Emmanuel Neri Pelaez (November 30, 1915 – July 27, 2003) was a Filipino public servant and politician who served as the 6th Vice President of the Philippines from 1961 to 1965.

Early life and career
Pelaez was born in Medina, Misamis (now Misamis Oriental) to Gregorio Pelaez, Sr. and Felipa Neri (second wife). He was fourth among eight children between Gregorio and Felipa: Rosario, Concepción, Gregorio Jr., Emmanuel, Jose Ma., Lourdes, Antonio, and Carmen. He studied in Cagayan de Misamis (former name of Cagayan de Oro) Elementary School where he got the highest honors. He then went to the Ateneo de Manila High School and got his Associate in Arts at the Cebu UP Junior College.

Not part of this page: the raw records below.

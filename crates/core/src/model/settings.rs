use std::collections::HashSet;
use std::fmt;

use thiserror::Error;

use crate::model::ids::{QuestionNumber, QuestionRange};

//
// ─── LIMITS ────────────────────────────────────────────────────────────────────
//

/// Labels offered by the settings screen, in order.
pub const OPTION_ALPHABET: [&str; 11] = ["A", "B", "C", "D", "E", "F", "G", "H", "I", "J", "K"];

pub const MIN_OPTIONS: usize = 2;
pub const MAX_OPTIONS: usize = 10;
pub const DEFAULT_OPTION_COUNT: usize = 5;

pub const MAX_QUESTIONS: u32 = 999;
pub const DEFAULT_QUESTION_COUNT: u32 = 10;

pub const MAX_FIRST_QUESTION: u32 = 9_999;

pub const MAX_TIME_LIMIT_MINUTES: u32 = 999;

//
// ─── ERRORS ────────────────────────────────────────────────────────────────────
//

#[derive(Debug, Error, Clone, PartialEq, Eq)]
#[non_exhaustive]
pub enum SettingsError {
    #[error("question count must be between 1 and 999, got {count}")]
    InvalidQuestionCount { count: u32 },

    #[error("first question number must be between 1 and 9999, got {first}")]
    InvalidFirstQuestion { first: u32 },

    #[error("option count must be between 2 and 10, got {count}")]
    InvalidOptionCount { count: usize },

    #[error("option labels cannot be empty")]
    EmptyOption,

    #[error("option label {0:?} is listed twice")]
    DuplicateOption(String),

    #[error("time limit must be at most 999 minutes, got {minutes}")]
    InvalidTimeLimit { minutes: u32 },
}

//
// ─── OPTIONS ───────────────────────────────────────────────────────────────────
//

/// Ordered, distinct answer labels of a test (e.g. "A".."E").
#[derive(Debug, Clone, PartialEq, Eq)]
pub struct AnswerOptions(Vec<String>);

impl AnswerOptions {
    /// Validate a custom label list.
    ///
    /// # Errors
    ///
    /// Returns `SettingsError` for empty or duplicate labels, or a count outside 2..=10.
    pub fn new<I, S>(labels: I) -> Result<Self, SettingsError>
    where
        I: IntoIterator<Item = S>,
        S: Into<String>,
    {
        let labels: Vec<String> = labels
            .into_iter()
            .map(|label| label.into().trim().to_owned())
            .collect();

        if !(MIN_OPTIONS..=MAX_OPTIONS).contains(&labels.len()) {
            return Err(SettingsError::InvalidOptionCount {
                count: labels.len(),
            });
        }

        let mut seen = HashSet::new();
        for label in &labels {
            if label.is_empty() {
                return Err(SettingsError::EmptyOption);
            }
            if !seen.insert(label.as_str()) {
                return Err(SettingsError::DuplicateOption(label.clone()));
            }
        }

        Ok(Self(labels))
    }

    /// The first `count` letters of [`OPTION_ALPHABET`].
    ///
    /// # Errors
    ///
    /// Returns `SettingsError::InvalidOptionCount` if `count` is outside 2..=10.
    pub fn first_n(count: usize) -> Result<Self, SettingsError> {
        if !(MIN_OPTIONS..=MAX_OPTIONS).contains(&count) {
            return Err(SettingsError::InvalidOptionCount { count });
        }
        Self::new(OPTION_ALPHABET.iter().take(count).copied())
    }

    #[must_use]
    pub fn contains(&self, label: &str) -> bool {
        self.0.iter().any(|l| l == label)
    }

    #[must_use]
    pub fn labels(&self) -> &[String] {
        &self.0
    }

    #[must_use]
    pub fn len(&self) -> usize {
        self.0.len()
    }

    #[must_use]
    pub fn is_empty(&self) -> bool {
        self.0.is_empty()
    }
}

impl Default for AnswerOptions {
    fn default() -> Self {
        Self(
            OPTION_ALPHABET
                .iter()
                .take(DEFAULT_OPTION_COUNT)
                .map(|l| (*l).to_owned())
                .collect(),
        )
    }
}

impl fmt::Display for AnswerOptions {
    fn fmt(&self, f: &mut fmt::Formatter<'_>) -> fmt::Result {
        write!(f, "{}", self.0.join(", "))
    }
}

//
// ─── TIME LIMIT ────────────────────────────────────────────────────────────────
//

/// Whole-test time budget. Untimed tests count up instead of down.
#[derive(Debug, Clone, Copy, PartialEq, Eq, Default)]
pub enum TimeLimit {
    #[default]
    Untimed,
    Minutes(u32),
}

impl TimeLimit {
    /// Zero minutes means untimed.
    #[must_use]
    pub fn from_minutes(minutes: u32) -> Self {
        if minutes == 0 {
            Self::Untimed
        } else {
            Self::Minutes(minutes)
        }
    }

    /// Persisted form counts seconds. `None` unless `secs` is a whole number of
    /// minutes within the limit.
    #[must_use]
    pub fn from_secs(secs: u32) -> Option<Self> {
        if secs % 60 != 0 || secs / 60 > MAX_TIME_LIMIT_MINUTES {
            return None;
        }
        Some(Self::from_minutes(secs / 60))
    }

    #[must_use]
    pub fn minutes(&self) -> u32 {
        match self {
            Self::Untimed => 0,
            Self::Minutes(m) => *m,
        }
    }

    #[must_use]
    pub fn as_secs(&self) -> u32 {
        self.minutes().saturating_mul(60)
    }

    #[must_use]
    pub fn is_untimed(&self) -> bool {
        matches!(self, Self::Untimed)
    }
}

//
// ─── SETTINGS ──────────────────────────────────────────────────────────────────
//

/// Presentation toggles chosen before a test starts.
#[derive(Debug, Clone, Copy, PartialEq, Eq)]
#[allow(clippy::struct_excessive_bools)]
pub struct DisplaySettings {
    pub show_total_time: bool,
    pub show_question_time: bool,
    pub show_doubt_buttons: bool,
    /// Jump to the next question right after an answer is chosen.
    pub auto_advance: bool,
}

impl Default for DisplaySettings {
    fn default() -> Self {
        Self {
            show_total_time: false,
            show_question_time: false,
            show_doubt_buttons: true,
            auto_advance: false,
        }
    }
}

/// Validated configuration of one test attempt.
#[derive(Debug, Clone, PartialEq, Eq)]
pub struct TestSettings {
    time_limit: TimeLimit,
    range: QuestionRange,
    options: AnswerOptions,
    display: DisplaySettings,
}

impl TestSettings {
    #[must_use]
    pub fn time_limit(&self) -> TimeLimit {
        self.time_limit
    }

    #[must_use]
    pub fn range(&self) -> QuestionRange {
        self.range
    }

    #[must_use]
    pub fn first_question(&self) -> QuestionNumber {
        self.range.first()
    }

    #[must_use]
    pub fn question_count(&self) -> u32 {
        self.range.len()
    }

    #[must_use]
    pub fn options(&self) -> &AnswerOptions {
        &self.options
    }

    #[must_use]
    pub fn display(&self) -> DisplaySettings {
        self.display
    }
}

/// Raw settings as entered by the user.
#[derive(Debug, Clone, PartialEq, Eq)]
pub struct TestSettingsDraft {
    /// 0 means untimed.
    pub time_limit_minutes: u32,
    pub first_question: u32,
    pub question_count: u32,
    pub option_count: usize,
    /// Custom labels; when set, `option_count` is ignored.
    pub options: Option<Vec<String>>,
    pub display: DisplaySettings,
}

impl Default for TestSettingsDraft {
    fn default() -> Self {
        Self {
            time_limit_minutes: 0,
            first_question: 1,
            question_count: DEFAULT_QUESTION_COUNT,
            option_count: DEFAULT_OPTION_COUNT,
            options: None,
            display: DisplaySettings::default(),
        }
    }
}

impl TestSettingsDraft {
    #[must_use]
    pub fn new() -> Self {
        Self::default()
    }

    /// Validate the draft into settings a session can start from.
    ///
    /// # Errors
    ///
    /// Returns `SettingsError` if any field is outside its allowed range.
    pub fn validate(self) -> Result<TestSettings, SettingsError> {
        if !(1..=MAX_QUESTIONS).contains(&self.question_count) {
            return Err(SettingsError::InvalidQuestionCount {
                count: self.question_count,
            });
        }
        if !(1..=MAX_FIRST_QUESTION).contains(&self.first_question) {
            return Err(SettingsError::InvalidFirstQuestion {
                first: self.first_question,
            });
        }
        if self.time_limit_minutes > MAX_TIME_LIMIT_MINUTES {
            return Err(SettingsError::InvalidTimeLimit {
                minutes: self.time_limit_minutes,
            });
        }

        let options = match self.options {
            Some(labels) => AnswerOptions::new(labels)?,
            None => AnswerOptions::first_n(self.option_count)?,
        };

        Ok(TestSettings {
            time_limit: TimeLimit::from_minutes(self.time_limit_minutes),
            range: QuestionRange::new(
                QuestionNumber::new(self.first_question),
                self.question_count,
            ),
            options,
            display: self.display,
        })
    }
}

//
// ─── TESTS ─────────────────────────────────────────────────────────────────────
//

#[cfg(test)]
mod tests {
    use super::*;

    #[test]
    fn default_draft_validates() {
        let settings = TestSettingsDraft::new().validate().unwrap();
        assert!(settings.time_limit().is_untimed());
        assert_eq!(settings.question_count(), 10);
        assert_eq!(settings.first_question(), QuestionNumber::new(1));
        assert_eq!(settings.options().to_string(), "A, B, C, D, E");
        assert!(settings.display().show_doubt_buttons);
        assert!(!settings.display().auto_advance);
    }

    #[test]
    fn rejects_out_of_range_counts() {
        let draft = TestSettingsDraft {
            question_count: 0,
            ..TestSettingsDraft::default()
        };
        assert_eq!(
            draft.validate().unwrap_err(),
            SettingsError::InvalidQuestionCount { count: 0 }
        );

        let draft = TestSettingsDraft {
            option_count: 11,
            ..TestSettingsDraft::default()
        };
        assert_eq!(
            draft.validate().unwrap_err(),
            SettingsError::InvalidOptionCount { count: 11 }
        );

        let draft = TestSettingsDraft {
            first_question: 0,
            ..TestSettingsDraft::default()
        };
        assert_eq!(
            draft.validate().unwrap_err(),
            SettingsError::InvalidFirstQuestion { first: 0 }
        );
    }

    #[test]
    fn custom_options_must_be_distinct() {
        let err = AnswerOptions::new(["A", "B", "A"]).unwrap_err();
        assert_eq!(err, SettingsError::DuplicateOption("A".into()));

        let err = AnswerOptions::new(["A", "  "]).unwrap_err();
        assert_eq!(err, SettingsError::EmptyOption);

        let ok = AnswerOptions::new([" P ", "Q"]).unwrap();
        assert_eq!(ok.labels(), ["P".to_string(), "Q".to_string()]);
    }

    #[test]
    fn time_limit_conversions() {
        assert_eq!(TimeLimit::from_minutes(0), TimeLimit::Untimed);
        assert_eq!(TimeLimit::from_minutes(90).as_secs(), 5_400);
        assert_eq!(TimeLimit::from_secs(600), Some(TimeLimit::Minutes(10)));
        assert_eq!(TimeLimit::from_secs(0), Some(TimeLimit::Untimed));
        assert_eq!(TimeLimit::Untimed.as_secs(), 0);
    }

    #[test]
    fn partial_minutes_do_not_convert() {
        assert_eq!(TimeLimit::from_secs(90), None);
        assert_eq!(TimeLimit::from_secs(59), None);
        assert_eq!(TimeLimit::from_secs(1_000 * 60), None);
        let limit = TimeLimit::from_secs(5_400).unwrap();
        assert_eq!(limit.as_secs(), 5_400);
    }
}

He received his law degree from the University of Manila in 1938, and in the same year topped the Bar examinations. He worked as a Senate Clerk at the Journal Division from 1934 to 1935, Debate Reporter from 1935 to 1937, and court translator from 1937 to 1938. He was employed as assistant court reporter at the Court of Appeals from 1939 to 1940, then later Special Prosecutor of the People's Court from 1945 up to 1946. Pelaez practiced law and at the same time professor of law at the University of Manila from 1946 up to 1963. In 1949, he was voted Congressman, representing his home province. During his term as representative (1949–53) he was adjudged one of the Ten Outstanding Congressmen by the Congressional Press Club, one of the Ten Most Useful Congressmen by the Philippine Free Press, and one of the two Most Outstanding Congressmen by the League of Women Voters of the Philippines.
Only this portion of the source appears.